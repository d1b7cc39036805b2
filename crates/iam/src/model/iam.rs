//! Objects owned by the authoritative source and replicated through the root topic.

use ironvault_memdb::{ArchiveMark, impl_record};
use serde::{Deserialize, Serialize};

/// Top-level isolation unit.
#[derive(Debug, Clone, PartialEq, Eq, Serialize, Deserialize)]
pub struct Tenant {
    pub uuid: String,
    pub identifier: String,
    #[serde(default)]
    pub resource_version: String,
    #[serde(flatten)]
    pub archive_mark: ArchiveMark,
}

impl_record!(Tenant, table = "tenant", fields = [uuid, identifier], archivable);

/// Human principal.
#[derive(Debug, Clone, PartialEq, Eq, Serialize, Deserialize)]
pub struct User {
    pub uuid: String,
    pub tenant_uuid: String,
    pub identifier: String,
    /// `"<identifier>@<tenant identifier>"`.
    #[serde(default)]
    pub full_identifier: String,
    #[serde(default)]
    pub email: String,
    #[serde(default)]
    pub resource_version: String,
    #[serde(flatten)]
    pub archive_mark: ArchiveMark,
}

impl_record!(
    User,
    table = "user",
    fields = [uuid, tenant_uuid, identifier, full_identifier, email],
    archivable
);

/// Machine principal.
#[derive(Debug, Clone, PartialEq, Eq, Serialize, Deserialize)]
pub struct ServiceAccount {
    pub uuid: String,
    pub tenant_uuid: String,
    pub identifier: String,
    #[serde(default)]
    pub full_identifier: String,
    #[serde(default)]
    pub resource_version: String,
    #[serde(flatten)]
    pub archive_mark: ArchiveMark,
}

impl_record!(
    ServiceAccount,
    table = "service_account",
    fields = [uuid, tenant_uuid, identifier, full_identifier],
    archivable
);

#[derive(Debug, Clone, PartialEq, Eq, Serialize, Deserialize)]
pub struct Project {
    pub uuid: String,
    pub tenant_uuid: String,
    pub identifier: String,
    #[serde(default)]
    pub resource_version: String,
    #[serde(flatten)]
    pub archive_mark: ArchiveMark,
}

impl_record!(Project, table = "project", fields = [uuid, tenant_uuid, identifier], archivable);

/// Named set of principals within a tenant.
#[derive(Debug, Clone, PartialEq, Eq, Serialize, Deserialize)]
pub struct Group {
    pub uuid: String,
    pub tenant_uuid: String,
    pub identifier: String,
    #[serde(default)]
    pub users: Vec<String>,
    #[serde(default)]
    pub service_accounts: Vec<String>,
    #[serde(default)]
    pub resource_version: String,
    #[serde(flatten)]
    pub archive_mark: ArchiveMark,
}

impl_record!(
    Group,
    table = "group",
    fields = [uuid, tenant_uuid, identifier, users, service_accounts],
    archivable
);

/// Grants roles to members on a set of projects.
#[derive(Debug, Clone, PartialEq, Eq, Serialize, Deserialize)]
pub struct RoleBinding {
    pub uuid: String,
    pub tenant_uuid: String,
    #[serde(default)]
    pub description: String,
    #[serde(default)]
    pub users: Vec<String>,
    #[serde(default)]
    pub groups: Vec<String>,
    #[serde(default)]
    pub service_accounts: Vec<String>,
    #[serde(default)]
    pub projects: Vec<String>,
    #[serde(default)]
    pub roles: Vec<String>,
    #[serde(default)]
    pub resource_version: String,
    #[serde(flatten)]
    pub archive_mark: ArchiveMark,
}

impl_record!(
    RoleBinding,
    table = "role_binding",
    fields = [uuid, tenant_uuid, users, groups, service_accounts, projects, roles],
    archivable
);

/// Makes groups of one tenant visible to another.
#[derive(Debug, Clone, PartialEq, Eq, Serialize, Deserialize)]
pub struct IdentitySharing {
    pub uuid: String,
    pub source_tenant_uuid: String,
    pub destination_tenant_uuid: String,
    #[serde(default)]
    pub groups: Vec<String>,
    #[serde(default)]
    pub resource_version: String,
    #[serde(flatten)]
    pub archive_mark: ArchiveMark,
}

impl_record!(
    IdentitySharing,
    table = "identity_sharing",
    fields = [uuid, source_tenant_uuid, destination_tenant_uuid, groups],
    archivable
);

/// Long-lived token bound to a principal. Revoked by bumping its generation number.
#[derive(Debug, Clone, PartialEq, Eq, Serialize, Deserialize)]
pub struct Multipass {
    pub uuid: String,
    pub tenant_uuid: String,
    pub owner_uuid: String,
    #[serde(default)]
    pub description: String,
    #[serde(default)]
    pub resource_version: String,
    #[serde(flatten)]
    pub archive_mark: ArchiveMark,
}

impl_record!(Multipass, table = "multipass", fields = [uuid, tenant_uuid, owner_uuid], archivable);

#[derive(Debug, Clone, PartialEq, Eq, Serialize, Deserialize)]
pub struct FeatureFlag {
    pub name: String,
}

impl_record!(FeatureFlag, table = "feature_flag", fields = [name]);

/// Bundle of role bindings and identity sharings installed into a project.
#[derive(Debug, Clone, PartialEq, Eq, Serialize, Deserialize)]
pub struct ServicePack {
    pub uuid: String,
    pub project_uuid: String,
    pub name: String,
    #[serde(default)]
    pub version: String,
    #[serde(default)]
    pub rolebindings: Vec<String>,
    #[serde(default)]
    pub identity_sharings: Vec<String>,
    #[serde(default)]
    pub resource_version: String,
    #[serde(flatten)]
    pub archive_mark: ArchiveMark,
}

impl_record!(
    ServicePack,
    table = "service_pack",
    fields = [uuid, project_uuid, name, rolebindings, identity_sharings],
    archivable
);
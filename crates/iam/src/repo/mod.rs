//! Repositories over the store tables.
//!
//! Repositories are unit structs with associated functions taking the
//! transaction they run in, so several repositories compose inside one
//! write transaction.

mod generation;
mod identity;
mod versioned;

pub use generation::GenerationRepo;
pub use identity::{AuthSourceRepo, EntityAliasRepo, EntityRepo};
pub use versioned::VersionedRepo;
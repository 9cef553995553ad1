//! Sliding-window assembly over committed samples.
//!
//! [`RingBuffer`] stores the most recent `capacity` samples. [`WindowedClassifier`] wraps
//! it with a stride counter: once the buffer is full it emits one chronological
//! [`Window`] every `stride` samples. With the defaults (120-sample window, 60-sample
//! stride at 60 Hz) that is a 2 s window refreshed every second, 50% overlap.
//!
//! Windows are handed to the classification stage; this module never runs a model.
//!
//! # Example
//!
//! ```
//! use handedness_sense::window::WindowedClassifier;
//!
//! let mut windows = WindowedClassifier::new(4, 2);
//! let emitted: Vec<_> = (0..8)
//!     .filter_map(|i| windows.ingest([i as f32; 6]))
//!     .collect();
//!
//! // Full after 4 samples, then every 2 more.
//! assert_eq!(emitted.len(), 3);
//! assert_eq!(emitted[0].samples()[0][0], 0.0);
//! assert_eq!(emitted[2].samples()[3][0], 7.0);
//! ```

use crate::sensor::{Sample, CHANNEL_COUNT};

/// Default number of samples in a window (2 s at 60 Hz).
pub const DEFAULT_WINDOW_SIZE: usize = 120;

/// Default number of new samples between window emissions (1 s at 60 Hz).
pub const DEFAULT_STRIDE: usize = 60;

/// Fixed-capacity circular store of samples.
///
/// `write_pos` is the next slot to be overwritten, which is also the oldest live slot
/// once the buffer is full.
#[derive(Debug, Clone)]
pub struct RingBuffer {
    slots: Box<[Sample]>,
    write_pos: usize,
    live_count: usize,
}

impl RingBuffer {
    /// Create an empty buffer. `capacity` must be non-zero.
    pub fn new(capacity: usize) -> Self {
        assert!(capacity > 0, "ring buffer capacity must be non-zero");
        Self {
            slots: vec![[0.0; CHANNEL_COUNT]; capacity].into_boxed_slice(),
            write_pos: 0,
            live_count: 0,
        }
    }

    /// Number of slots.
    pub fn capacity(&self) -> usize {
        self.slots.len()
    }

    /// Number of slots holding a sample written since the last clear.
    pub fn len(&self) -> usize {
        self.live_count
    }

    /// True when no sample has been written since the last clear.
    pub fn is_empty(&self) -> bool {
        self.live_count == 0
    }

    /// True when every slot holds a live sample.
    pub fn is_full(&self) -> bool {
        self.live_count == self.slots.len()
    }

    /// Index of the next slot to be written.
    pub fn write_pos(&self) -> usize {
        self.write_pos
    }

    /// Overwrite the oldest slot with `sample`.
    pub fn push(&mut self, sample: Sample) {
        self.slots[self.write_pos] = sample;
        self.write_pos = (self.write_pos + 1) % self.slots.len();
        if self.live_count < self.slots.len() {
            self.live_count += 1;
        }
    }

    /// Copy out all live samples, oldest first.
    pub fn snapshot(&self) -> Vec<Sample> {
        let capacity = self.slots.len();
        let start = if self.is_full() { self.write_pos } else { 0 };
        (0..self.live_count)
            .map(|i| self.slots[(start + i) % capacity])
            .collect()
    }

    /// Drop all samples and rewind to slot zero.
    pub fn clear(&mut self) {
        self.slots.fill([0.0; CHANNEL_COUNT]);
        self.write_pos = 0;
        self.live_count = 0;
    }
}

/// A chronological run of samples handed to the classifier as one model input.
#[derive(Debug, Clone, PartialEq)]
pub struct Window {
    sequence: u64,
    samples: Vec<Sample>,
}

impl Window {
    /// Build a window directly from samples.
    pub fn new(sequence: u64, samples: Vec<Sample>) -> Self {
        Self { sequence, samples }
    }

    /// Monotonically increasing index of this window within its pipeline.
    pub fn sequence(&self) -> u64 {
        self.sequence
    }

    /// Samples, oldest first.
    pub fn samples(&self) -> &[Sample] {
        &self.samples
    }

    /// Number of samples.
    pub fn len(&self) -> usize {
        self.samples.len()
    }

    /// True for a window with no samples.
    pub fn is_empty(&self) -> bool {
        self.samples.is_empty()
    }

    /// `(rows, channels)` of this window.
    pub fn shape(&self) -> (usize, usize) {
        (self.samples.len(), CHANNEL_COUNT)
    }

    /// Row-major `[rows * channels]` copy, the layout of a `[1, rows, channels]` tensor.
    pub fn to_flat(&self) -> Vec<f32> {
        self.samples.iter().flatten().copied().collect()
    }
}

/// Accumulates samples and emits overlapping windows on a fixed stride.
#[derive(Debug, Clone)]
pub struct WindowedClassifier {
    ring: RingBuffer,
    stride: usize,
    samples_since_trigger: usize,
    next_sequence: u64,
}

impl WindowedClassifier {
    /// Create with `window_size` slots, emitting every `stride` samples once full.
    pub fn new(window_size: usize, stride: usize) -> Self {
        assert!(stride > 0, "stride must be non-zero");
        Self {
            ring: RingBuffer::new(window_size),
            stride,
            samples_since_trigger: 0,
            next_sequence: 0,
        }
    }

    /// Samples per window.
    pub fn window_size(&self) -> usize {
        self.ring.capacity()
    }

    /// Samples between emissions.
    pub fn stride(&self) -> usize {
        self.stride
    }

    /// Live samples currently buffered.
    pub fn live_count(&self) -> usize {
        self.ring.len()
    }

    /// Samples ingested since the last emission (or since reset).
    pub fn samples_since_trigger(&self) -> usize {
        self.samples_since_trigger
    }

    /// Sequence number the next emitted window will carry.
    pub fn next_sequence(&self) -> u64 {
        self.next_sequence
    }

    /// Add one sample; returns a window when the buffer is full and a stride has passed.
    pub fn ingest(&mut self, sample: Sample) -> Option<Window> {
        self.ring.push(sample);
        self.samples_since_trigger += 1;

        if !self.ring.is_full() || self.samples_since_trigger < self.stride {
            return None;
        }

        self.samples_since_trigger = 0;
        let sequence = self.next_sequence;
        self.next_sequence += 1;
        Some(Window::new(sequence, self.ring.snapshot()))
    }

    /// Empty the buffer and the stride counter.
    ///
    /// The sequence counter keeps running so windows from different sessions of the same
    /// pipeline never share a sequence number.
    pub fn reset(&mut self) {
        self.ring.clear();
        self.samples_since_trigger = 0;
    }
}

impl Default for WindowedClassifier {
    fn default() -> Self {
        Self::new(DEFAULT_WINDOW_SIZE, DEFAULT_STRIDE)
    }
}
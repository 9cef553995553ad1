//! Sensor-to-label pipeline.
//!
//! [`HandednessPipeline`] owns the synchronous stages and a background inference worker:
//!
//! ```text
//!  sensor thread                         │  worker task (tokio)
//!  ───────────────────────────────────── │ ─────────────────────────────────────────
//!  SensorEvent ─► SampleClock ─► Sample  │
//!                 WindowedClassifier     │
//!                  └─ Window ──(queue)───┼─► spawn_blocking(classify) ─► results_tx
//! ```
//!
//! `ingest` never blocks or awaits, so it is safe to call from whatever thread delivers
//! sensor callbacks. Inference runs on the blocking pool via a single worker task, which
//! keeps results in window order. Each result carries its window sequence number.
//!
//! At most `max_pending_windows` windows may be queued or running at once. A window
//! produced past that limit is dropped and logged; its sequence number is still used, so
//! consumers see the gap.
//!
//! `stop` bumps a session generation. Work queued under an older generation is skipped
//! and any result it produces is discarded instead of delivered. The generation check and
//! the hand-off to the result channel happen under the same lock `stop` takes, so once
//! `stop` returns nothing more from that session enters the channel. Results already
//! buffered in the channel carry their [`ClassificationResult::generation`], which
//! consumers can compare against [`HandednessPipeline::generation`].

use crate::classifier::{ClassificationAdapter, ClassificationResult};
use crate::clock::SampleClock;
use crate::config::Settings;
use crate::error::{AppResult, HandednessError};
use crate::labels::LabelSet;
use crate::model::DenseModel;
use crate::sensor::SensorEvent;
use crate::window::{Window, WindowedClassifier};
use std::sync::atomic::{AtomicU64, AtomicUsize, Ordering};
use std::sync::{Arc, Mutex, MutexGuard, PoisonError};
use tokio::sync::mpsc;
use tokio::task::JoinHandle;
use tracing::{debug, error, info, warn};

/// Tunables for one pipeline instance.
#[derive(Debug, Clone, PartialEq)]
pub struct PipelineOptions {
    /// Commit rate in Hz
    pub rate_hz: f64,
    /// Samples per window; must equal the model's input rows
    pub window_size: usize,
    /// Samples between windows
    pub stride: usize,
    /// Windows allowed queued or in flight before new ones are dropped
    pub max_pending_windows: usize,
    /// Capacity of the result channel
    pub result_capacity: usize,
}

impl PipelineOptions {
    /// Options from loaded settings.
    pub fn from_settings(settings: &Settings) -> Self {
        Self {
            rate_hz: settings.sampling.rate_hz,
            window_size: settings.window.size,
            stride: settings.window.stride,
            max_pending_windows: settings.pipeline.max_pending_windows,
            result_capacity: settings.pipeline.result_capacity,
        }
    }
}

impl Default for PipelineOptions {
    fn default() -> Self {
        Self::from_settings(&Settings::default())
    }
}
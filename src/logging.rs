//! Tracing setup.
//!
//! Structured logging via `tracing` and `tracing-subscriber`:
//! - Pretty, compact and JSON output
//! - `RUST_LOG` overrides the configured level
//! - Idempotent initialisation, safe to call from tests
//!
//! # Example
//! ```no_run
//! use handedness_sense::{config::Settings, logging};
//! use tracing::info;
//!
//! # fn main() -> Result<(), Box<dyn std::error::Error>> {
//! let settings = Settings::load()?;
//! logging::init_from_settings(&settings)?;
//! info!("Sensing started");
//! # Ok(())
//! # }
//! ```

use crate::config::Settings;
use tracing::Level;
use tracing_subscriber::{
    fmt::{self, format::FmtSpan},
    layer::SubscriberExt,
    util::SubscriberInitExt,
    EnvFilter, Layer,
};

/// Output format for tracing
#[derive(Debug, Clone, Copy, PartialEq, Eq)]
pub enum OutputFormat {
    /// Pretty-printed format with colors (for development)
    Pretty,
    /// Compact format without colors (for devices and CI logs)
    Compact,
    /// JSON format for structured logging (for log aggregation)
    Json,
}

impl std::str::FromStr for OutputFormat {
    type Err = String;

    fn from_str(s: &str) -> Result<Self, Self::Err> {
        match s.to_lowercase().as_str() {
            "pretty" => Ok(OutputFormat::Pretty),
            "compact" => Ok(OutputFormat::Compact),
            "json" => Ok(OutputFormat::Json),
            other => Err(format!(
                "Invalid log format '{other}'. Must be one of: pretty, compact, json"
            )),
        }
    }
}

/// Tracing configuration options
#[derive(Debug, Clone)]
pub struct TracingConfig {
    /// Log level (trace, debug, info, warn, error)
    pub level: Level,
    /// Output format
    pub format: OutputFormat,
    /// Whether to include span events (NEW, CLOSE)
    pub with_span_events: bool,
    /// Whether to include file and line numbers
    pub with_file_and_line: bool,
    /// Whether to include thread names; useful to see which thread ran inference
    pub with_thread_names: bool,
    /// Whether to enable ANSI colors (only for Pretty format)
    pub with_ansi: bool,
}

impl Default for TracingConfig {
    fn default() -> Self {
        Self {
            level: Level::INFO,
            format: OutputFormat::Compact,
            with_span_events: false,
            with_file_and_line: false,
            with_thread_names: true,
            with_ansi: true,
        }
    }
}

impl TracingConfig {
    /// Create tracing config from loaded settings
    pub fn from_settings(settings: &Settings) -> Result<Self, String> {
        let level = parse_log_level(&settings.application.log_level)?;
        Ok(Self {
            level,
            ..Default::default()
        })
    }

    /// Create tracing config with a level
    pub fn new(level: Level) -> Self {
        Self {
            level,
            ..Default::default()
        }
    }

    /// Set output format
    pub fn with_format(mut self, format: OutputFormat) -> Self {
        self.format = format;
        self
    }

    /// Enable or disable span events
    pub fn with_span_events(mut self, enabled: bool) -> Self {
        self.with_span_events = enabled;
        self
    }

    /// Enable or disable ANSI colors
    pub fn with_ansi(mut self, enabled: bool) -> Self {
        self.with_ansi = enabled;
        self
    }
}

/// Initialize tracing from settings
pub fn init_from_settings(settings: &Settings) -> Result<(), String> {
    init(TracingConfig::from_settings(settings)?)
}

/// Initialize tracing with custom configuration
///
/// Returns `Ok(())` without touching anything if a global subscriber is already set.
pub fn init(config: TracingConfig) -> Result<(), String> {
    let env_filter = EnvFilter::try_from_default_env()
        .unwrap_or_else(|_| EnvFilter::new(config.level.as_str().to_lowercase()));

    let span_events = if config.with_span_events {
        FmtSpan::NEW | FmtSpan::CLOSE
    } else {
        FmtSpan::NONE
    };

    let base = fmt::layer()
        .with_span_events(span_events)
        .with_file(config.with_file_and_line)
        .with_line_number(config.with_file_and_line)
        .with_thread_names(config.with_thread_names);

    let layer = match config.format {
        OutputFormat::Pretty => base
            .pretty()
            .with_ansi(config.with_ansi)
            .with_filter(env_filter)
            .boxed(),
        OutputFormat::Compact => base
            .compact()
            .with_ansi(false)
            .with_filter(env_filter)
            .boxed(),
        OutputFormat::Json => base.json().with_filter(env_filter).boxed(),
    };

    tracing_subscriber::registry()
        .with(layer)
        .try_init()
        .or_else(|e| {
            // Already initialized elsewhere (tests, embedding application)
            if e.to_string()
                .contains("a global default trace dispatcher has already been set")
            {
                Ok(())
            } else {
                Err(format!("Failed to initialize tracing: {}", e))
            }
        })
}

/// Parse log level string into tracing Level
fn parse_log_level(level: &str) -> Result<Level, String> {
    match level.to_lowercase().as_str() {
        "trace" => Ok(Level::TRACE),
        "debug" => Ok(Level::DEBUG),
        "info" => Ok(Level::INFO),
        "warn" => Ok(Level::WARN),
        "error" => Ok(Level::ERROR),
        _ => Err(format!(
            "Invalid log level '{}'. Must be one of: trace, debug, info, warn, error",
            level
        )),
    }
}
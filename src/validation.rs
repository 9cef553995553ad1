//! Validators for configuration values.
//!
//! Each helper returns `Err(&'static str)` with a user-facing message, so callers can
//! attach the field name and wrap it in their own error type.

use std::ops::RangeInclusive;

/// Highest sampling rate accepted for the commit clock, in Hz.
pub const MAX_RATE_HZ: f64 = 10_000.0;

/// Validates a sampling rate: finite, positive, and no faster than [`MAX_RATE_HZ`].
///
/// # Returns
///
/// * `Ok(())` if the rate is usable.
/// * `Err(&'static str)` otherwise.
pub fn is_valid_rate_hz(rate_hz: f64) -> Result<(), &'static str> {
    if !rate_hz.is_finite() {
        return Err("Sampling rate must be a finite number");
    }
    if rate_hz <= 0.0 {
        return Err("Sampling rate must be greater than 0 Hz");
    }
    if rate_hz > MAX_RATE_HZ {
        return Err("Sampling rate must not exceed 10 kHz");
    }
    Ok(())
}

/// Validates a window/stride pair.
///
/// Both must be non-zero. A stride longer than the window is allowed (it skips samples
/// between windows) but a zero stride would never reset the trigger counter.
pub fn is_valid_window(size: usize, stride: usize) -> Result<(), &'static str> {
    if size == 0 {
        return Err("Window size must be greater than 0");
    }
    if stride == 0 {
        return Err("Window stride must be greater than 0");
    }
    Ok(())
}

/// Validates if a given value is within a specified numeric range.
pub fn is_in_range<T: PartialOrd>(value: T, range: RangeInclusive<T>) -> Result<(), &'static str> {
    if range.contains(&value) {
        Ok(())
    } else {
        Err("Value is outside the specified range")
    }
}

/// Validates a file path string: non-empty, no NUL bytes.
pub fn is_valid_path(path: &str) -> Result<(), &'static str> {
    if path.is_empty() {
        return Err("File path cannot be empty");
    }
    if path.contains('\0') {
        return Err("File path cannot contain null bytes");
    }
    Ok(())
}

/// Validates a log level name.
pub fn is_valid_log_level(level: &str) -> Result<(), &'static str> {
    const LEVELS: [&str; 5] = ["trace", "debug", "info", "warn", "error"];
    if LEVELS.contains(&level.to_lowercase().as_str()) {
        Ok(())
    } else {
        Err("Log level must be one of: trace, debug, info, warn, error")
    }
}
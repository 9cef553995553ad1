//! Sensor event and sample types.
//!
//! Raw events arrive from the platform tagged with the sensor that produced them. The
//! core only understands two channel groups, accelerometer and gyroscope, each carrying a
//! 3-axis vector. Committed samples concatenate both groups into one 6-channel row.

use serde::{Deserialize, Serialize};

/// Number of axes reported by a single motion sensor.
pub const AXES: usize = 3;

/// Number of channels in a committed sample (accelerometer xyz + gyroscope xyz).
pub const CHANNEL_COUNT: usize = 6;

const GROUP_COUNT: usize = 2;

/// One fixed-rate multi-channel row: `[ax, ay, az, gx, gy, gz]`.
pub type Sample = [f32; CHANNEL_COUNT];

/// Channel group that produced an event.
///
/// The declaration order is the channel order inside a [`Sample`].
#[derive(Debug, Clone, Copy, PartialEq, Eq, Hash, Serialize, Deserialize)]
#[serde(rename_all = "snake_case")]
pub enum SensorKind {
    /// Linear acceleration in m/s^2, channels 0..3.
    Accelerometer,
    /// Angular velocity in rad/s, channels 3..6.
    Gyroscope,
}

impl SensorKind {
    /// All channel groups in sample order.
    pub const ALL: [SensorKind; GROUP_COUNT] = [SensorKind::Accelerometer, SensorKind::Gyroscope];

    /// Offset of this group's first channel inside a [`Sample`].
    pub fn channel_offset(self) -> usize {
        match self {
            SensorKind::Accelerometer => 0,
            SensorKind::Gyroscope => AXES,
        }
    }

    fn slot(self) -> usize {
        self as usize
    }
}

/// A raw sensor reading with its monotonic timestamp.
#[derive(Debug, Clone, Copy, PartialEq, Serialize, Deserialize)]
pub struct SensorEvent {
    /// Which sensor fired.
    pub kind: SensorKind,
    /// The 3-axis reading.
    pub values: [f32; AXES],
    /// Monotonic event time in nanoseconds.
    pub timestamp_ns: i64,
}

impl SensorEvent {
    /// Create an accelerometer event.
    pub fn accel(values: [f32; AXES], timestamp_ns: i64) -> Self {
        Self {
            kind: SensorKind::Accelerometer,
            values,
            timestamp_ns,
        }
    }

    /// Create a gyroscope event.
    pub fn gyro(values: [f32; AXES], timestamp_ns: i64) -> Self {
        Self {
            kind: SensorKind::Gyroscope,
            values,
            timestamp_ns,
        }
    }
}

/// Last-known reading for every channel group.
#[derive(Debug, Clone, Copy, Default, PartialEq)]
pub(crate) struct LastKnown {
    values: [[f32; AXES]; GROUP_COUNT],
}

impl LastKnown {
    pub(crate) fn update(&mut self, kind: SensorKind, values: [f32; AXES]) {
        self.values[kind.slot()] = values;
    }

    pub(crate) fn to_sample(self) -> Sample {
        let mut sample = [0.0; CHANNEL_COUNT];
        for kind in SensorKind::ALL {
            let offset = kind.channel_offset();
            sample[offset..offset + AXES].copy_from_slice(&self.values[kind.slot()]);
        }
        sample
    }
}

#[cfg(test)]
mod tests {
    use super::*;

    #[test]
    fn test_channel_offsets_cover_sample() {
        assert_eq!(SensorKind::Accelerometer.channel_offset(), 0);
        assert_eq!(SensorKind::Gyroscope.channel_offset(), 3);
        assert_eq!(GROUP_COUNT * AXES, CHANNEL_COUNT);
    }

    #[test]
    fn test_last_known_concatenates_in_order() {
        let mut last = LastKnown::default();
        assert_eq!(last.to_sample(), [0.0; CHANNEL_COUNT]);

        last.update(SensorKind::Gyroscope, [4.0, 5.0, 6.0]);
        assert_eq!(last.to_sample(), [0.0, 0.0, 0.0, 4.0, 5.0, 6.0]);

        last.update(SensorKind::Accelerometer, [1.0, 2.0, 3.0]);
        assert_eq!(last.to_sample(), [1.0, 2.0, 3.0, 4.0, 5.0, 6.0]);
    }

    #[test]
    fn test_event_json_shape() {
        let event = SensorEvent::gyro([0.5, -0.5, 1.0], 16_666_667);
        let json = serde_json::to_string(&event).unwrap();
        assert!(json.contains("\"kind\":\"gyroscope\""));
        let back: SensorEvent = serde_json::from_str(&json).unwrap();
        assert_eq!(back, event);
    }
}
§ §
- WHAT YOU SHOULD DO: For this exercise, repeat exactly the lines of the data above from the one with "pub const AXES: usize = 3;" down to the one with "The declaration order", both end lines included.

- ANSWER:
pub const AXES: usize = 3;

/// Number of channels in a committed sample (accelerometer xyz + gyroscope xyz).
pub const CHANNEL_COUNT: usize = 6;

const GROUP_COUNT: usize = 2;

/// One fixed-rate multi-channel row: `[ax, ay, az, gx, gy, gz]`.
pub type Sample = [f32; CHANNEL_COUNT];

/// Channel group that produced an event.
///
/// The declaration order is the channel order inside a [`Sample`].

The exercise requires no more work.